There was an ancient Persian folk tale about ‘The Three Princes of Serendip‘; a hallmark of these three Persian Princes being their knack to stumble upon lucky discoveries.
This story had been translated and published in Italian, in Venice, in 1557, by a Michele Tramezzino, as Peregrinaggio di tre giovani figliuoli del re di Serendippo.
Horatio Walpole, 4th Earl of Orford (1717 – 1797), a man of significance in Britain, coined the term ‘Serendipity’ from the Persian tale to connote lucky, chance discoveries as made by the three Princess. All of this is well known among the right circles and copiously documented all over the Web. [Note that we have an ‘Orford’ in NH with a rather delightful diner.]
I think there is more to this story than just that — though I am making this up as I go along because I only thought of it this morning and haven’t had time to research it or ask my father, a font of knowledge on all things Sri Lankan.

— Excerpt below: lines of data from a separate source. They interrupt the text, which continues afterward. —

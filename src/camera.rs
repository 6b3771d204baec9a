//! Camera collaborator.
//!
//! The renderer only ever asks a camera for its viewing matrix and its world
//! position, through [`CameraSource`]. [`Camera`] is the orbit camera the demo
//! uses: it sits on a sphere around a target point and looks at it.

use cgmath::{Matrix4, Rad, Vector3};

use crate::linalg::{matrix, vector};

/// Maps OpenGL clip space (z in -1..1) onto wgpu clip space (z in 0..1).
#[rustfmt::skip]
pub const OPENGL_TO_WGPU_MATRIX: Matrix4<f32> = Matrix4::new(
    1.0, 0.0, 0.0, 0.0,
    0.0, 1.0, 0.0, 0.0,
    0.0, 0.0, 0.5, 0.0,
    0.0, 0.0, 0.5, 1.0,
);

pub trait CameraSource {
    /// Projection times world-to-eye transform.
    fn viewing(&self) -> Matrix4<f32>;
    fn position(&self) -> Vector3<f32>;
}

#[derive(Clone, Debug)]
pub struct Camera {
    pub target: Vector3<f32>,
    pub distance: f32,
    pub phi: f32,
    pub theta: f32,
    pub fovy: Rad<f32>,
    pub aspect: f32,
    pub near: f32,
    pub far: f32,
}

impl Camera {
    pub fn new(target: Vector3<f32>, distance: f32, phi: f32, theta: f32) -> Self {
        Self {
            target,
            distance,
            phi,
            theta,
            fovy: Rad(std::f32::consts::FRAC_PI_6),
            aspect: 1.0,
            near: 0.1,
            far: 500.0,
        }
    }

    pub fn resize(&mut self, width: u32, height: u32) {
        self.aspect = width.max(1) as f32 / height.max(1) as f32;
    }

    pub fn add_phi(&mut self, delta: f32) {
        self.phi = (self.phi + delta).clamp(0.01, std::f32::consts::PI - 0.01);
    }

    pub fn add_theta(&mut self, delta: f32) {
        self.theta += delta;
    }

    pub fn add_distance(&mut self, delta: f32) {
        self.distance = (self.distance + delta).max(self.near);
    }

    fn projection(&self) -> Matrix4<f32> {
        OPENGL_TO_WGPU_MATRIX * cgmath::perspective(self.fovy, self.aspect, self.near, self.far)
    }
}

impl CameraSource for Camera {
    fn viewing(&self) -> Matrix4<f32> {
        let rotation = matrix::look_from(self.phi, self.theta);
        self.projection() * matrix::inverse_isometry(&rotation, &self.position())
    }

    fn position(&self) -> Vector3<f32> {
        self.target + Vector3::from(vector::spherical(self.distance, self.phi, self.theta))
    }
}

In a country as old as Ceylon, with a written historic record going back to 3,000 BCE, you are bound to find various stories as to how the people came to be — in particular the Sinhalese, 75% of the population. Yes, I am Sinhalese. ‘Sinhala’ basically translates ‘lion people’. I always think that that is cool, given that I love BIG cats. (I could at this point make a lot of feline jokes but I will refrain because I will get told off by Deanna). The dominant feature of the rather spectacular Ceylon flag is the Rampant Lion. So far, so good. All makes sense. Right? Wrong. Serendib, Serendipity, Taprobane, Ceylon now Sri Lanka does NOT have lions (or tigers) and never have! We only have leopards. Yep. All true.
My mother’s family is ‘Jayasinghe‘ — again the ‘Singhe’, lion, victorious lion in this instance.
The story that we were told was of Prince Vijaya, exiled by his father, in three ships, with 700 followers — who, when supplies were getting rather low, luckily, stumbled upon the resplendent island. Serendipity. I like Vijaya. He was a player. Most Sri Lankans, especially the males in my family from my mother’s side, take after him. That is why Vijaya was kicked out to sea by his father. Vijaya, as far as we can tell, came from far Northern India. Hence all this with lions. The Sinhalese, based on our language, are classed as being ‘Indo-ARYANs’. That part has always amused me. I always joke about having to explain to a German that we, brown and black all over, are indeed Aryans.
But, back to Serendipity and ‘The Three Princes of Serendip‘. Isn’t it serendipitous that the Vijaya story sounds so much like the Three Princes story. Given that there were 701 and one of them, I am sure I could find two more Princes amongst that band. They sure lucked out when they found Serendipity by chance. It all fits together nicely.